The privacy story improves. The PII does not leave the company. The data flow is auditable. The compliance conversation is simpler.

The bias-audit story improves. Bias audits of recruiting AI systems are easier to do when the model is yours, the training data is yours, and the inference is yours. The cloud-LLM-based system requires assertions about a model you don't own; the local-SLM-based system makes the audit a fully in-house exercise.

Where the cloud LLM is still defensible

A few cases where cloud-LLM-based recruiting AI is still the right answer.

For very small recruiting functions — say, a startup with a handful of roles and a few hundred resumes per month — the volume doesn't justify the local infrastructure.

For very polyglot recruiting situations — multinational companies hiring across many languages — a multi-lingual cloud model may be easier to deploy than a comparable local-SLM stack. (Though multi-lingual local models exist and the gap is closing.)

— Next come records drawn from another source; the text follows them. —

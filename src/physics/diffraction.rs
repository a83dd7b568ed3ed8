//! Single knife-edge diffraction and Fresnel-zone helpers.

/// First Fresnel zone radius at a point `d1`/`d2` meters from the path ends.
pub fn fresnel_radius_m(wavelength_m: f64, d1: f64, d2: f64) -> f64 {
    let total = d1 + d2;
    if total <= 0.0 || d1 <= 0.0 || d2 <= 0.0 {
        return 0.0;
    }
    (wavelength_m * d1 * d2 / total).sqrt()
}

/// Normalised diffraction parameter `v` for an obstruction `h` meters above the ray.
/// Zero for anything that would divide by zero.
pub fn diffraction_parameter(obstruction_m: f64, wavelength_m: f64, d1: f64, d2: f64) -> f64 {
    let denom = wavelength_m * d1 * d2;
    if denom <= 0.0 {
        return 0.0;
    }
    let v = obstruction_m * (2.0 * (d1 + d2) / denom).sqrt();
    if v.is_finite() { v } else { 0.0 }
}

/// ITU-R P.526 approximation of the single knife-edge loss.
pub fn knife_edge_loss_db(v: f64) -> f64 {
    if !v.is_finite() || v <= 0.0 {
        return 0.0;
    }
    let x = v - 0.1;
    let loss = 6.9 + 20.0 * ((x * x + 1.0).sqrt() + x).log10();
    loss.max(0.0)
}

/// Extra loss for a path whose worst Fresnel clearance ratio falls below `threshold`.
/// Ramps linearly with the deficit and saturates at `cap_db`.
pub fn clearance_penalty_db(min_clearance_ratio: f64, threshold: f64, cap_db: f64) -> f64 {
    if !min_clearance_ratio.is_finite() || threshold <= 0.0 || min_clearance_ratio >= threshold {
        return 0.0;
    }
    let ratio = min_clearance_ratio.max(-1.0);
    let deficit = threshold - ratio;
    (deficit / threshold * cap_db).min(cap_db)
}
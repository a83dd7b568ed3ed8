use std::sync::Arc;
use std::sync::atomic::{AtomicU64, Ordering};

use crate::error::{AnalysisError, AnalysisResult};

/// Monotonic request counter. The issuing side is the only writer; any number of
/// in-flight tickets compare against it.
#[derive(Debug, Clone, Default)]
pub struct TokenCounter {
    current: Arc<AtomicU64>,
}

impl TokenCounter {
    pub fn new() -> Self {
        Self::default()
    }

    /// Invalidates every outstanding ticket and returns a fresh one.
    pub fn issue(&self) -> Ticket {
        let token = self.current.fetch_add(1, Ordering::AcqRel) + 1;
        Ticket { token, current: self.current.clone() }
    }

    pub fn current(&self) -> u64 {
        self.current.load(Ordering::Acquire)
    }

    pub fn is_current(&self, token: u64) -> bool {
        self.current() == token
    }
}

/// Token captured by one request, checked at each suspension point.
#[derive(Debug, Clone)]
pub struct Ticket {
    token: u64,
    current: Arc<AtomicU64>,
}

impl Ticket {
    pub fn token(&self) -> u64 {
        self.token
    }

    pub fn is_current(&self) -> bool {
        self.current.load(Ordering::Acquire) == self.token
    }

    pub fn ensure_current(&self) -> AnalysisResult<()> {
        if self.is_current() { Ok(()) } else { Err(AnalysisError::Cancelled) }
    }
}
impl RenderJob {
    pub fn prepare(
        origins: &[Origin],
        link: &LinkBudgetConfig,
        config: &RasterConfig,
        plan: &RenderPlan,
        terrain: Option<&dyn TerrainProvider>,
    ) -> Self {
        let config = config.sanitized();
        let use_terrain = config.terrain && terrain.is_some();
        if config.terrain && terrain.is_none() {
            warn!("Terrain mode requested without a terrain source; rendering flat");
        }

        let origins = origins
            .iter()
            .map(|o| {
                let tx_abs_m = match (o.absolute_tx_height_m, config.tx_msl_m) {
                    (Some(msl), _) | (None, Some(msl)) => msl,
                    (None, None) => {
                        let ground = match terrain {
                            Some(t) if use_terrain => t.elevation_at(o.position, plan.zoom).unwrap_or(0.0),
                            _ => 0.0,
                        };
                        ground + config.tx_agl_m
                    }
                };
                PreparedOrigin { position: o.position, lon_scale: lon_scale_at(o.position.lat), tx_abs_m }
            })
            .collect::<Vec<_>>();

        Self {
            grid: plan.grid,
            required_overlap: required_overlap(origins.len()),
            origins,
            render_range_m: plan.render_range_m,
            max_path_loss_db: plan.max_path_loss_db,
            fspl_1m_db: link.fspl_1m_db(),
            path_loss_exponent: link.path_loss_exponent,
            clutter_loss_db: if link.clutter_loss_db.is_finite() { link.clutter_loss_db } else { 0.0 },
            wavelength_m: link.wavelength_m(),
            fresnel_factor: link.fresnel_factor,
            clearance_ratio: link.clearance_ratio,
            clearance_loss_db: link.clearance_loss_db,
            effective_earth_radius_m: link.effective_earth_radius_m,
            terrain: use_terrain,
            sample_step_m: plan.resolution.sample_step_m,
            zoom: plan.zoom,
            rx_agl_m: config.rx_agl_m,
            rx_msl_m: config.rx_msl_m,
            fade_by_margin: config.fade_by_margin,
        }
    }

    pub fn finish(&self, buffers: RasterBuffers, token: u64, strategy: Strategy) -> CoverageRaster {
        CoverageRaster {
            bounds: self.grid.bounds,
            lat_step: self.grid.lat_step,
            lon_step: self.grid.lon_step,
            rows: self.grid.rows,
            cols: self.grid.cols,
            pixel_rgba: buffers.pixel_rgba,
            coverage_count: buffers.coverage_count,
            token,
            strategy,
        }
    }
}

pub struct RasterBuffers {
    pub pixel_rgba: Vec<u8>,
    pub coverage_count: Vec<u8>,
}

#[derive(Debug, Clone, Copy, PartialEq, Eq, Serialize)]
pub enum Strategy {
    Cpu,
    Gpu,
}

/// One completed computation. Replaced wholesale by the next one.
#[derive(Debug, Clone, PartialEq, Serialize)]
pub struct CoverageRaster {
    pub bounds: Bounds,
    pub lat_step: f64,
    pub lon_step: f64,
    pub rows: usize,
    pub cols: usize,
    /// Row-major RGBA, row 0 at `lat_max`.
    pub pixel_rgba: Vec<u8>,
    /// Covering origins per cell, saturating at 255.
    pub coverage_count: Vec<u8>,
    pub token: u64,
    pub strategy: Strategy,
}

impl CoverageRaster {
    pub fn cell_index(&self, lat: f64, lon: f64) -> Option<usize> {
        let b = &self.bounds;
        if lat < b.lat_min || lat > b.lat_max || lon < b.lon_min || lon > b.lon_max {
            return None;
        }
        let row = ((b.lat_max - lat) / self.lat_step).floor();
        let col = ((lon - b.lon_min) / self.lon_step).floor();
        if row < 0.0 || col < 0.0 || row as usize >= self.rows || col as usize >= self.cols {
            return None;
        }
        Some(row as usize * self.cols + col as usize)
    }

    pub fn count_at(&self, lat: f64, lon: f64) -> u8 {
        self.cell_index(lat, lon).map_or(0, |i| self.coverage_count[i])
    }

    pub fn covers(&self, lat: f64, lon: f64) -> bool {
        self.count_at(lat, lon) > 0
    }

    pub fn covered_cells(&self) -> usize {
        self.coverage_count.iter().filter(|&&c| c > 0).count()
    }
}

#[derive(Debug, Clone, Copy, PartialEq, Eq)]
pub struct RenderProgress {
    pub token: u64,
    pub row: usize,
    pub rows: usize,
}

impl RenderProgress {
    pub fn percent(&self) -> u32 {
        ((self.row as f64 / self.rows.max(1) as f64) * 100.0).round() as u32
    }
}

impl fmt::Display for RenderProgress {
    fn fmt(&self, f: &mut fmt::Formatter<'_>) -> fmt::Result {
        write!(f, "Rendering: {}%", self.percent())
    }
}

/// Latest progress report. Writes from superseded renders are dropped.
#[derive(Debug, Default)]
pub struct ProgressSlot {
    slot: Mutex<Option<RenderProgress>>,
}

impl ProgressSlot {
    pub fn publish(&self, ticket: &Ticket, row: usize, rows: usize) -> bool {
        if !ticket.is_current() {
            return false;
        }
        let mut slot = self.slot.lock().unwrap_or_else(|p| p.into_inner());
        *slot = Some(RenderProgress { token: ticket.token(), row, rows });
        true
    }

    pub fn read(&self, current_token: u64) -> Option<RenderProgress> {
        let slot = self.slot.lock().unwrap_or_else(|p| p.into_inner());
        slot.filter(|p| p.token == current_token)
    }

    fn clear(&self) {
        *self.slot.lock().unwrap_or_else(|p| p.into_inner()) = None;
    }
}

/// An in-flight render.
pub struct RenderHandle {
    pub token: u64,
    pub plan: RenderPlan,
    pub task: Task<AnalysisResult<CoverageRaster>>,
}

impl RenderHandle {
    pub fn block(self) -> AnalysisResult<CoverageRaster> {
        future::block_on(self.task)
    }
}

/// Multi-origin coverage raster computation with token-based cancellation.
pub struct CoverageEngine {
    terrain: Option<Arc<dyn TerrainProvider>>,
    tokens: TokenCounter,
    progress: Arc<ProgressSlot>,
    latest: Mutex<Option<Arc<CoverageRaster>>>,
    gpu: Arc<gpu::GpuSlot>,
}

impl CoverageEngine {
    pub fn new(terrain: Option<Arc<dyn TerrainProvider>>) -> Self {
        Self {
            terrain,
            tokens: TokenCounter::new(),
            progress: Arc::new(ProgressSlot::default()),
            latest: Mutex::new(None),
            gpu: Arc::new(gpu::GpuSlot::default()),
        }
    }

    pub fn flat() -> Self {
        Self::new(None)
    }

    pub fn current_token(&self) -> u64 {
        self.tokens.current()
    }

    pub fn progress(&self) -> Option<RenderProgress> {
        self.progress.read(self.tokens.current())
    }

    pub fn latest(&self) -> Option<Arc<CoverageRaster>> {
        self.latest.lock().unwrap_or_else(|p| p.into_inner()).clone()
    }

    /// Starts a render, superseding every earlier one.
    pub fn render(&self, origins: &[Origin], link: &LinkBudgetConfig, config: &RasterConfig) -> AnalysisResult<RenderHandle> {
        let ticket = self.tokens.issue();
        self.progress.clear();
        let plan = RenderPlan::new(origins, link, config)?;
        debug!("Render {}: {}", ticket.token(), plan.summary());

        let terrain = self.terrain.clone();
        let gpu = self.gpu.clone();
        let progress = self.progress.clone();
        let origins = origins.to_vec();
        let link = link.sanitized();
        let config = config.sanitized();
        let task_plan = plan.clone();
        let token = ticket.token();

        let pool = AsyncComputeTaskPool::get_or_init(TaskPool::default);
        let task = pool.spawn(async move {
            let started = Instant::now();
            let job = RenderJob::prepare(&origins, &link, &config, &task_plan, terrain.as_deref());
            let result = run_strategies(&job, config.prefer_gpu, terrain.as_deref(), &gpu, &ticket, &progress).await;
            match &result {
                Ok(raster) => info!(
                    "Render {} ({:?}) {}x{} in {:.2?}, {} covered cells",
                    raster.token,
                    raster.strategy,
                    raster.cols,
                    raster.rows,
                    started.elapsed(),
                    raster.covered_cells()
                ),
                Err(AnalysisError::Cancelled) => debug!("Render {} superseded", ticket.token()),
                Err(e) => warn!("Render {} failed: {e}", ticket.token()),
            }
            result
        });

        Ok(RenderHandle { token, plan, task })
    }

    /// Installs `raster` as the latest result if no newer render has started.
    pub fn commit(&self, raster: CoverageRaster) -> AnalysisResult<Arc<CoverageRaster>> {
        if !self.tokens.is_current(raster.token) {
            debug!("Dropping stale raster {} (current {})", raster.token, self.tokens.current());
            return Err(AnalysisError::Cancelled);
        }
        let raster = Arc::new(raster);
        *self.latest.lock().unwrap_or_else(|p| p.into_inner()) = Some(raster.clone());
        Ok(raster)
    }

    /// Renders and commits, blocking the calling thread.
    pub fn render_blocking(
        &self,
        origins: &[Origin],
        link: &LinkBudgetConfig,
        config: &RasterConfig,
    ) -> AnalysisResult<Arc<CoverageRaster>> {
        let raster = self.render(origins, link, config)?.block()?;
        self.commit(raster)
    }
}

async fn run_strategies(
    job: &RenderJob,
    prefer_gpu: bool,
    terrain: Option<&dyn TerrainProvider>,
    gpu: &gpu::GpuSlot,
    ticket: &Ticket,
    progress: &ProgressSlot,
) -> AnalysisResult<CoverageRaster> {
    ticket.ensure_current()?;
    if prefer_gpu && !job.terrain {
        match gpu.render(job, ticket) {
            Ok(raster) => return Ok(raster),
            Err(AnalysisError::Cancelled) => return Err(AnalysisError::Cancelled),
            Err(e) => warn!("{e}; falling back to CPU"),
        }
    } else if prefer_gpu {
        info!("GPU strategy supports terrain-off only; using CPU");
    }
    cpu::render(job, terrain, ticket, progress).await
}
use std::path::PathBuf;
use std::sync::Arc;

use anyhow::{Context, Result};
use log::{debug, warn};

use crate::cache::{CacheMetrics, TileCache};
use crate::geo::{latlon_to_tile_pixel, GeoPoint};

pub const TILE_SIZE: usize = 256;
pub const DEFAULT_TILE_CACHE_CAPACITY: usize = 256;

/// Slippy-map tile address.
#[derive(Debug, Clone, Copy, PartialEq, Eq, Hash)]
pub struct TileKey {
    pub zoom: u8,
    pub x: i64,
    pub y: i64,
}

impl TileKey {
    pub fn is_in_range(&self) -> bool {
        let n = 1i64 << self.zoom;
        self.x >= 0 && self.y >= 0 && self.x < n && self.y < n
    }
}

/// Terrarium encoding: `(r * 256 + g + b / 256) - 32768` meters.
pub fn decode_terrarium(r: u8, g: u8, b: u8) -> f64 {
    (r as f64 * 256.0 + g as f64 + b as f64 / 256.0) - 32768.0
}

#[derive(Debug, Clone)]
pub struct ElevationTile {
    pub key: TileKey,
    pub size: usize,
    pub data: Vec<f32>, // Row-major, meters
}

impl ElevationTile {
    pub fn from_terrarium_rgba(key: TileKey, size: usize, rgba: &[u8]) -> Result<Self> {
        if rgba.len() != size * size * 4 {
            anyhow::bail!("Terrarium tile {:?}: expected {} bytes, got {}", key, size * size * 4, rgba.len());
        }
        let data = rgba
            .chunks_exact(4)
            .map(|px| decode_terrarium(px[0], px[1], px[2]) as f32)
            .collect();
        Ok(Self { key, size, data })
    }

    pub fn from_fn(key: TileKey, size: usize, f: impl Fn(usize, usize) -> f32) -> Self {
        let mut data = Vec::with_capacity(size * size);
        for py in 0..size {
            for px in 0..size {
                data.push(f(px, py));
            }
        }
        Self { key, size, data }
    }

    #[inline(always)]
    pub fn get_height(&self, px: usize, py: usize) -> f64 {
        self.data[py.min(self.size - 1) * self.size + px.min(self.size - 1)] as f64
    }
}

/// Where elevation tiles come from. `Ok(None)` means the tile does not exist.
pub trait TileSource: Send + Sync {
    fn fetch(&self, key: TileKey) -> Result<Option<ElevationTile>>;
}

/// Reads Terrarium PNG tiles laid out as `{root}/{z}/{x}/{y}.png`.
pub struct TerrariumDirSource {
    pub root: PathBuf,
}

impl TerrariumDirSource {
    pub fn new(root: PathBuf) -> Self {
        Self { root }
    }

    fn tile_path(&self, key: TileKey) -> PathBuf {
        self.root
            .join(key.zoom.to_string())
            .join(key.x.to_string())
            .join(format!("{}.png", key.y))
    }
}

impl TileSource for TerrariumDirSource {
    fn fetch(&self, key: TileKey) -> Result<Option<ElevationTile>> {
        let path = self.tile_path(key);
        if !path.exists() {
            return Ok(None);
        }
        let image = image::open(&path)
            .with_context(|| format!("Failed to decode {:?}", path))?
            .to_rgba8();
        if image.width() != image.height() {
            anyhow::bail!("Non-square tile {:?}: {}x{}", path, image.width(), image.height());
        }
        let tile = ElevationTile::from_terrarium_rgba(key, image.width() as usize, image.as_raw())?;
        Ok(Some(tile))
    }
}

/// Synchronous ground-elevation lookup used by the raster engine.
pub trait TerrainProvider: Send + Sync {
    /// Ground elevation in meters, `None` where no data exists.
    fn elevation_at(&self, point: GeoPoint, zoom: u8) -> Option<f64>;
}

/// Tile-backed elevation lookups with a bounded per-session tile cache.
pub struct TerrainSampler {
    source: Box<dyn TileSource>,
    cache: TileCache,
}

impl TerrainSampler {
    pub fn new(source: impl TileSource + 'static, cache_capacity: usize) -> Self {
        Self {
            source: Box::new(source),
            cache: TileCache::new(cache_capacity),
        }
    }

    pub fn metrics(&self) -> &CacheMetrics {
        self.cache.metrics()
    }

    pub fn cached_tiles(&self) -> usize {
        self.cache.len()
    }

    pub fn get_tile(&self, key: TileKey) -> Option<Arc<ElevationTile>> {
        if !key.is_in_range() {
            return None;
        }
        if let Some(cached) = self.cache.get(&key) {
            return cached;
        }

        let tile = match self.source.fetch(key) {
            Ok(tile) => tile.map(Arc::new),
            Err(e) => {
                // Remembered as missing for the rest of the session.
                warn!("Elevation tile {}/{}/{} failed: {:#}", key.zoom, key.x, key.y, e);
                None
            }
        };
        if tile.is_none() {
            debug!("No elevation tile {}/{}/{}", key.zoom, key.x, key.y);
        }
        self.cache.insert(key, tile.clone());
        tile
    }
}

impl TerrainProvider for TerrainSampler {
    fn elevation_at(&self, point: GeoPoint, zoom: u8) -> Option<f64> {
        let pos = latlon_to_tile_pixel(point, zoom, TILE_SIZE);
        let key = TileKey { zoom, x: pos.tile_x, y: pos.tile_y };
        let tile = self.get_tile(key)?;
        // Sources may deliver tiles at another pixel size.
        let scale = tile.size as f64 / TILE_SIZE as f64;
        let px = (pos.px as f64 * scale) as usize;
        let py = (pos.py as f64 * scale) as usize;
        Some(tile.get_height(px, py))
    }
}

impl<T: TerrainProvider + ?Sized> TerrainProvider for Arc<T> {
    fn elevation_at(&self, point: GeoPoint, zoom: u8) -> Option<f64> {
        (**self).elevation_at(point, zoom)
    }
}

For recruiting workflows that lean heavily on reasoning about non-resume content — analyzing portfolio code, evaluating writing samples, scoring creative work — the breadth of a frontier model still helps. The local-SLM case is strongest for the structured part of recruiting (matching, scoring, ranking) and weaker for the open-ended part (evaluating creative output).

For a recruiting function of any meaningful size at a company subject to any of the emerging AI-in-hiring regulations, the local-SLM case is strong and getting stronger.

The pattern, the eighth time

Avery NXR is a Next.js scaffolding tool. It is not a recruiting product. The architectural pattern repeats.

Resume screening is narrow, repetitive, high-volume, PII-dense, regulation-sensitive work. The economics that favor a specialized local model for Next.js scaffolding are the same economics that favor a specialized local model for resume screening. The privacy and regulatory story makes the case stronger here than in most other workloads.

The companies that build excellent local-inference recruiting tools — with appropriate fine-tuning, bias-audit frameworks, ATS integrations, and business models — are going to find buyers in every TA function of any meaningful size. The cloud-LLM-default products will hold the market until the regulatory pressure and the cost compounding force the conversation.

The architectural shift is going to happen here, as it is going to happen across most operational AI workloads, in the next few years. The question is which companies build the right products in time to lead the shift, and which companies wait to follow.